### Aim of the exercise
All of the entries need to be repeated exactly. Leave nothing out.

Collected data
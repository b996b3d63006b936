//! # rdsstack-common
//!
//! Shared types, error definitions, configuration models, and constants
//! used across the entire rdsstack workspace.
//!
//! This crate is the leaf of the dependency graph: it depends on no other
//! internal crate and provides the primitives that the construct layer and
//! the stack assemblers build upon.

pub mod config;
pub mod constants;
pub mod error;
pub mod types;
#[cfg(test)]
mod tests {
    use super::*;

    #[test]
    fn tags_render_as_key_value_list() {
        let tags: Tags = [("b", "2"), ("a", "1")].into_iter().collect();
        let props = Properties::new().set_tags(&tags);
        let Some(Property::List(items)) = props.get("Tags") else {
            panic!("expected a tag list");
        };
        assert_eq!(items.len(), 2);
        assert_eq!(
            items[0],
            Property::Object(vec![
                ("Key".into(), Property::from("a")),
                ("Value".into(), Property::from("1")),
            ])
        );
    }

    #[test]
    fn empty_tags_are_omitted() {
        assert!(Properties::new().set_tags(&Tags::new()).is_empty());
    }

    #[test]
    fn attachment_is_not_taggable() {
        let mut res = CfnResource::SecretTargetAttachment(CfnSecretTargetAttachment {
            secret: Value::literal("s"),
            target: Value::literal("t"),
            target_type: "AWS::RDS::DBCluster".into(),
        });
        assert!(res.tags_mut().is_none());
        assert_eq!(res.type_name(), "AWS::SecretsManager::SecretTargetAttachment");
    }

    #[test]
    fn security_group_without_rules_omits_rule_lists() {
        let res = CfnResource::SecurityGroup(CfnSecurityGroup {
            description: "d".into(),
            vpc_id: "vpc-1".into(),
            ingress: Vec::new(),
            egress: Vec::new(),
            tags: Tags::new(),
        });
        let props = res.properties();
        assert!(props.get("SecurityGroupIngress").is_none());
        assert!(props.get("SecurityGroupEgress").is_none());
        assert!(props.get("VpcId").is_some());
    }

    #[test]
    fn removal_policy_renders_template_names() {
        assert_eq!(RemovalPolicy::Snapshot.to_string(), "Snapshot");
        assert_eq!(RemovalPolicy::Destroy.to_string(), "Delete");
    }
}
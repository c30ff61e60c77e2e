//! On-disk document shapes for the received and pending stores.

use serde::de::DeserializeOwned;
use serde::{Deserialize, Serialize};

/// A JSON document that lives in a store scope under its own id.
pub trait Document: Serialize + DeserializeOwned + Send + Sync {
    /// Identity encoded into the filename.
    fn document_id(&self) -> &str;
}

/// A received email waiting for a generated reply.
#[derive(Debug, Clone, PartialEq, Eq, Serialize, Deserialize)]
pub struct WorkItem {
    /// Provider message id.
    pub id: String,
    #[serde(default)]
    pub thread_id: String,
    /// RFC 5322 `Message-Id` header, used for reply threading.
    #[serde(default)]
    pub message_id: String,
    pub body: String,
    pub sender: String,
    pub subject: String,
    #[serde(default)]
    pub date: String,
    #[serde(default)]
    pub labels: Vec<String>,
}

impl Document for WorkItem {
    fn document_id(&self) -> &str {
        &self.id
    }
}

/// The subset of the original email needed to thread a reply.
#[derive(Debug, Clone, PartialEq, Eq, Serialize, Deserialize)]
pub struct OriginalEmail {
    pub sender: String,
    pub subject: String,
    pub body: String,
    #[serde(default)]
    pub message_id: String,
}

/// A generated reply waiting to be dispatched.
#[derive(Debug, Clone, PartialEq, Eq, Serialize, Deserialize)]
pub struct ResponseItem {
    /// Equal to the originating [`WorkItem::id`].
    pub email_id: String,
    pub thread_id: String,
    pub original_email: OriginalEmail,
    /// Generated text, possibly prefixed with a `$LABEL$` directive.
    pub response: String,
    pub timestamp: String,
    /// Provider id of the sent reply. Written after a successful send and
    /// before the file is archived.
    #[serde(default, skip_serializing_if = "Option::is_none")]
    pub sent_message_id: Option<String>,
}

impl ResponseItem {
    pub fn for_work_item(item: &WorkItem, response: String, timestamp: String) -> Self {
        Self {
            email_id: item.id.clone(),
            thread_id: item.thread_id.clone(),
            original_email: OriginalEmail {
                sender: item.sender.clone(),
                subject: item.subject.clone(),
                body: item.body.clone(),
                message_id: item.message_id.clone(),
            },
            response,
            timestamp,
            sent_message_id: None,
        }
    }
}

impl Document for ResponseItem {
    fn document_id(&self) -> &str {
        &self.email_id
    }
}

### Written solution
repository b996b3d63006b936
//! # rdsstack-common
//!
//! Shared types, error definitions, configuration models, and constants
//! used across the entire rdsstack workspace.
//!
//! This crate is the leaf of the dependency graph: it depends on no other
//! internal crate and provides the primitives that the construct layer and
//! the stack assemblers build upon.

pub mod config;
pub mod constants;
pub mod error;
pub mod types;
#[cfg(test)]
mod tests {
    use super::*;

    #[test]
    fn tags_render_as_key_value_list() {
        let tags: Tags = [("b", "2"), ("a", "1")].into_iter().collect();
        let props = Properties::new().set_tags(&tags);
        let Some(Property::List(items)) = props.get("Tags") else {
            panic!("expected a tag list");
        };
        assert_eq!(items.len(), 2);
        assert_eq!(
            items[0],
            Property::Object(vec![
                ("Key".into(), Property::from("a")),
                ("Value".into(), Property::from("1")),
            ])
        );
    }

    #[test]
    fn empty_tags_are_omitted() {
        assert!(Properties::new().set_tags(&Tags::new()).is_empty());
    }

    #[test]
    fn attachment_is_not_taggable() {
        let mut res = CfnResource::SecretTargetAttachment(CfnSecretTargetAttachment {
            secret: Value::literal("s"),
            target: Value::literal("t"),
            target_type: "AWS::RDS::DBCluster".into(),
        });
        assert!(res.tags_mut().is_none());
        assert_eq!(res.type_name(), "AWS::SecretsManager::SecretTargetAttachment");
    }

    #[test]
    fn security_group_without_rules_omits_rule_lists() {
        let res = CfnResource::SecurityGroup(CfnSecurityGroup {
            description: "d".into(),
            vpc_id: "vpc-1".into(),
            ingress: Vec::new(),
            egress: Vec::new(),
            tags: Tags::new(),
        });
        let props = res.properties();
        assert!(props.get("SecurityGroupIngress").is_none());
        assert!(props.get("SecurityGroupEgress").is_none());
        assert!(props.get("VpcId").is_some());
    }

    #[test]
    fn removal_policy_renders_template_names() {
        assert_eq!(RemovalPolicy::Snapshot.to_string(), "Snapshot");
        assert_eq!(RemovalPolicy::Destroy.to_string(), "Delete");
    }
}
repository c30ff61e60c77e2e
//! On-disk document shapes for the received and pending stores.

use serde::de::DeserializeOwned;
use serde::{Deserialize, Serialize};

/// A JSON document that lives in a store scope under its own id.
pub trait Document: Serialize + DeserializeOwned + Send + Sync {
    /// Identity encoded into the filename.
    fn document_id(&self) -> &str;
}

/// A received email waiting for a generated reply.
#[derive(Debug, Clone, PartialEq, Eq, Serialize, Deserialize)]
pub struct WorkItem {
    /// Provider message id.
    pub id: String,
    #[serde(default)]
    pub thread_id: String,
    /// RFC 5322 `Message-Id` header, used for reply threading.
    #[serde(default)]
    pub message_id: String,
    pub body: String,
    pub sender: String,
    pub subject: String,
    #[serde(default)]
    pub date: String,
    #[serde(default)]
    pub labels: Vec<String>,
}

impl Document for WorkItem {
    fn document_id(&self) -> &str {
        &self.id
    }
}

/// The subset of the original email needed to thread a reply.
#[derive(Debug, Clone, PartialEq, Eq, Serialize, Deserialize)]
pub struct OriginalEmail {
    pub sender: String,
    pub subject: String,
    pub body: String,
    #[serde(default)]
    pub message_id: String,
}

/// A generated reply waiting to be dispatched.
#[derive(Debug, Clone, PartialEq, Eq, Serialize, Deserialize)]
pub struct ResponseItem {
    /// Equal to the originating [`WorkItem::id`].
    pub email_id: String,
    pub thread_id: String,
    pub original_email: OriginalEmail,
    /// Generated text, possibly prefixed with a `$LABEL$` directive.
    pub response: String,
    pub timestamp: String,
    /// Provider id of the sent reply. Written after a successful send and
    /// before the file is archived.
    #[serde(default, skip_serializing_if = "Option::is_none")]
    pub sent_message_id: Option<String>,
}

impl ResponseItem {
    pub fn for_work_item(item: &WorkItem, response: String, timestamp: String) -> Self {
        Self {
            email_id: item.id.clone(),
            thread_id: item.thread_id.clone(),
            original_email: OriginalEmail {
                sender: item.sender.clone(),
                subject: item.subject.clone(),
                body: item.body.clone(),
                message_id: item.message_id.clone(),
            },
            response,
            timestamp,
            sent_message_id: None,
        }
    }
}

impl Document for ResponseItem {
    fn document_id(&self) -> &str {
        &self.email_id
    }
}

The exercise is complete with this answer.